闻言,苏泠笑容冷淡“杜公子不是我,又怎知我之痛,世道逼迫,我反抗不得。”
“在下不知”杜文卿打断她“但在下明白,世道不能改,但命可造。弱者认而强者抗,能者求而智者造。无论何时,我们都不该认命”
“不该认命吗”苏泠喃喃。
“苏小姐才华横溢,风华正茂,如此大好人生,认命岂不可惜”
“杜公子与我非亲非故,为何说这些”
“我”杜文卿张了张口。
恰巧这时,陆安荀和苏绾过来,看见杜文卿和苏泠躲在巷子里。
“三姐杜公子”苏绾眨了眨眼睛,以为自己看错了“你们怎么在这”
陆安荀瞥了眼两人,敏锐地转头看向身后。身后不远处正追来一群侍卫。那些侍卫许是瞧见了他们,止步不前。
“三姐,发生何事了”苏绾走过去,当看见苏泠脖颈上的血迹时,吓得大跳“这是怎么了”
苏泠抬手摸了摸,指腹鲜红。
“没什么,”她说“不小心划破了点皮而已。”
这边,追赶的侍卫见陆安荀等人来,不好再向前。迟疑了会,返回茶楼禀报。
“殿下,属下等人追到东安巷时遇见陆状元了。未免暴露,所以没能带回人。”
闻言,二皇子脸色阴沉。
医馆。
苏瑛从屋子里出来,对苏绾道“她没事,检查过了,除了脖颈上一点伤,其他地方完好。”
“脖颈上是什么伤”苏绾问。
苏瑛四下看了看,低声道“尖锐利器,像是匕首之类的。”
苏绾一惊。
又过了会,等苏泠收拾好出来,脖颈上系了条丝巾将伤痕遮掩了。
“三姐,”苏绾问“到底发生了何事”
苏泠默了默“小妹、二姐,进来坐吧。”
昏暗的屋内药香弥漫,苏泠缓缓说起那段深埋心底的故事。
苏泠与二皇子相识于三年前。彼时苏泠在城外淞庵赏梅作画,邂逅也同样上山赏花的二皇子。只不过当时二皇子隐瞒身份,化名李诏与苏泠结识。
二皇子对字画颇有研究,一看苏泠的画技便认出是“渺云”之作,当即更是欣赏。
两人在梅花冬雪相遇,且意趣相投,互为红颜知己。私下以雪停信号相约,但凡一场雪停后,便会在此地见面。
他们交流画技,谈论诗词歌赋。

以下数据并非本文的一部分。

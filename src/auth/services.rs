use lazy_static::lazy_static;
use regex::Regex;
use sqlx::PgPool;
use tracing::{debug, info, warn};
use uuid::Uuid;

use crate::auth::{
    dto::NewAccount,
    password::{hash_password, verify_password},
    repo_types::User,
};
use crate::error::ApiError;

pub const EMAIL_TAKEN: &str = "Email already associated with an account";

pub(crate) fn is_valid_email(email: &str) -> bool {
    lazy_static! {
        static ref EMAIL_RE: Regex = Regex::new(r"^[^@\s]+@[^@\s]+\.[^@\s]+$").unwrap();
    }
    EMAIL_RE.is_match(email)
}

pub fn new_session_id() -> String {
    Uuid::new_v4().to_string()
}

fn is_unique_violation(e: &anyhow::Error) -> bool {
    matches!(
        e.downcast_ref::<sqlx::Error>(),
        Some(sqlx::Error::Database(db)) if db.is_unique_violation()
    )
}

/// Registers a new active account. The email must not be in use.
pub async fn create_account(db: &PgPool, account: NewAccount) -> Result<User, ApiError> {
    if User::find_by_email(db, &account.email).await?.is_some() {
        warn!(email = %account.email, "email already registered");
        return Err(ApiError::AlreadyExists(EMAIL_TAKEN.into()));
    }

    let hash = hash_password(&account.password)?;
    match User::create(db, &account.email, &hash, &account.profile).await {
        Ok(user) => {
            info!(user_id = user.id, email = %user.email, "user registered");
            Ok(user)
        }
        // Lost a race with a concurrent registration of the same email.
        Err(e) if is_unique_violation(&e) => {
            warn!(email = %account.email, "email registered concurrently");
            Err(ApiError::AlreadyExists(EMAIL_TAKEN.into()))
        }
        Err(e) => Err(e.into()),
    }
}

/// A successful login: the user and the session id just stored for them.
#[derive(Debug)]
pub struct LoginSession {
    pub user: User,
    pub session_id: String,
}

/// Verifies credentials and rotates the user's session id.
/// Returns `None` for an unknown email or a wrong password.
pub async fn attempt_login(
    db: &PgPool,
    email: &str,
    password: &str,
) -> anyhow::Result<Option<LoginSession>> {
    let Some(mut user) = User::find_by_email(db, email).await? else {
        warn!(email = %email, "login unknown email");
        return Ok(None);
    };

    if !verify_password(password, &user.password_hash)? {
        warn!(user_id = user.id, "login invalid password");
        return Ok(None);
    }

    let session_id = new_session_id();
    User::set_session_id(db, user.id, &session_id).await?;
    user.session_id = Some(session_id.clone());
    debug!(user_id = user.id, "session id rotated");

    Ok(Some(LoginSession { user, session_id }))
}

/// Clears the session id; `false` when no user holds it.
pub async fn attempt_logout(db: &PgPool, session_id: &str) -> anyhow::Result<bool> {
    let cleared = User::clear_session_id(db, session_id).await?;
    if cleared {
        info!("user logged out");
    } else {
        warn!("logout for unknown session");
    }
    Ok(cleared)
}
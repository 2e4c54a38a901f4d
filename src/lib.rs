pub mod app;
pub mod auth;
pub mod config;
pub mod error;
pub mod extract;
pub mod state;
pub mod stats;
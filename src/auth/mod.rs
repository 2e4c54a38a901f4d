use crate::state::AppState;
use axum::Router;

pub mod cipher;
pub mod dto;
pub mod extractors;
pub mod handlers;
pub mod password;
pub mod repo;
pub mod repo_types;
pub mod services;
pub mod session;

pub fn router() -> Router<AppState> {
    Router::new().merge(handlers::auth_routes())
}
use sqlx::PgPool;
use time::OffsetDateTime;
use tracing::{info, warn};

use super::{
    repo,
    repo_types::{NewUserStat, UserStatChanges, UserStats},
};
use crate::error::ApiError;

pub const STAT_CREATED: &str = "User stats created successfully";
pub const STAT_UPDATED: &str = "User stat updated successfully";
pub const STAT_DELETED: &str = "User stat deleted successfully";
pub const STAT_NOT_FOUND: &str = "User stat not found";

fn not_found(user_id: i64, stat_id: i64) -> ApiError {
    warn!(user_id, stat_id, "user stat not found");
    ApiError::NotFound(STAT_NOT_FOUND.into())
}

pub async fn get_one(db: &PgPool, user_id: i64, stat_id: i64) -> anyhow::Result<Option<UserStats>> {
    repo::get_one(db, user_id, stat_id).await
}

pub async fn get_all(db: &PgPool, user_id: i64) -> anyhow::Result<Vec<UserStats>> {
    repo::list_by_user(db, user_id).await
}

pub async fn create(db: &PgPool, user_id: i64, stat: NewUserStat) -> Result<UserStats, ApiError> {
    let row = repo::insert(db, user_id, &stat, OffsetDateTime::now_utc()).await?;
    info!(user_id, stat_id = row.id, "user stat created");
    Ok(row)
}

/// Last write wins; a missing `(user_id, id)` mutates nothing.
pub async fn update(
    db: &PgPool,
    user_id: i64,
    stat_id: i64,
    changes: UserStatChanges,
) -> Result<UserStats, ApiError> {
    let row = repo::update(db, user_id, stat_id, &changes, OffsetDateTime::now_utc())
        .await?
        .ok_or_else(|| not_found(user_id, stat_id))?;
    info!(user_id, stat_id, "user stat updated");
    Ok(row)
}

pub async fn delete(db: &PgPool, user_id: i64, stat_id: i64) -> Result<(), ApiError> {
    if !repo::delete(db, user_id, stat_id).await? {
        return Err(not_found(user_id, stat_id));
    }
    info!(user_id, stat_id, "user stat deleted");
    Ok(())
}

二皇子俊朗斯文,谈吐不俗且通身气度富贵,苏泠是个情窦初开的少女,自然被这样优秀的男子吸引。而苏泠貌美,才情绝佳,无论画作还是性子皆令二皇子着迷。
很快,他们双双坠入爱河。
只是不想,时光短暂。没多久,圣上便给二皇子指婚,女方乃朝廷重臣之女。娶个权势之妻对自己有何助益不必赘言,二皇子没考虑多久就同意了。
他原本打算暂时娶那女子,待日后大权在握,必定给苏泠无上的荣华富贵。可当他跟苏泠坦白身份,并说明自己的计划时,苏泠却满脸失望。
苏泠决定与他斩断情缘,但两人拉拉扯扯反反复复斩了许久也没断,反而将各自弄得一身伤。苏泠与杨家公子定亲,把二皇子逼得几近疯狂。
今日,苏泠来见二皇子,本是想跟他做最后的了断。她不愿他再干涉自己的生活,以后桥归桥路归路各不相干。
哪曾想又遇到杜文卿,弄出了这么件事来。
“是我害了杜公子。”最后,苏泠说。
苏绾沉默,也不知如何是好。她想过那人身份不简单,孰料这般不简单,难怪柴氏和苏老爹死死瞒着。若苏泠和二皇子的事传出去,且不说苏泠名声尽毁,就凭二皇子妃的脾气,苏泠铁定没好果子吃。
李家可是朝廷重臣,皇帝器重,捏死苏家还不是跟捏死蚂蚁一样轻松
唉
这都什么事啊
苏绾突然深深理解柴氏的疲惫了。
待苏绾走出医馆大堂,杜文卿赶忙上前“苏四姑娘,你三姐姐她伤势还好吗”
苏绾摇头“无碍,我二姐给她上药了。”
见杜文卿往身后张望,苏绾说“杜公子不必等了,我二姐已经从后门归家,她让我给杜公子带句话。”
“什么话”
“今日多谢杜公子,日后不必再见。”
杜文卿蔫蔫地回到客栈,他的世界阴晴不定,前一刻艳阳高照,没多久就大雨倾盆。
此刻,他心情湿漉漉。苏泠在巷子里嫣然的笑犹在脑海,可那句“以后不必再见”却如寒冬冰凌。
“杜公子。”这时,有人喊他。
转头一看,是几日不见的陈大人。
杜文卿作揖“陈大人,在下的意思已经表述得很清楚,为何”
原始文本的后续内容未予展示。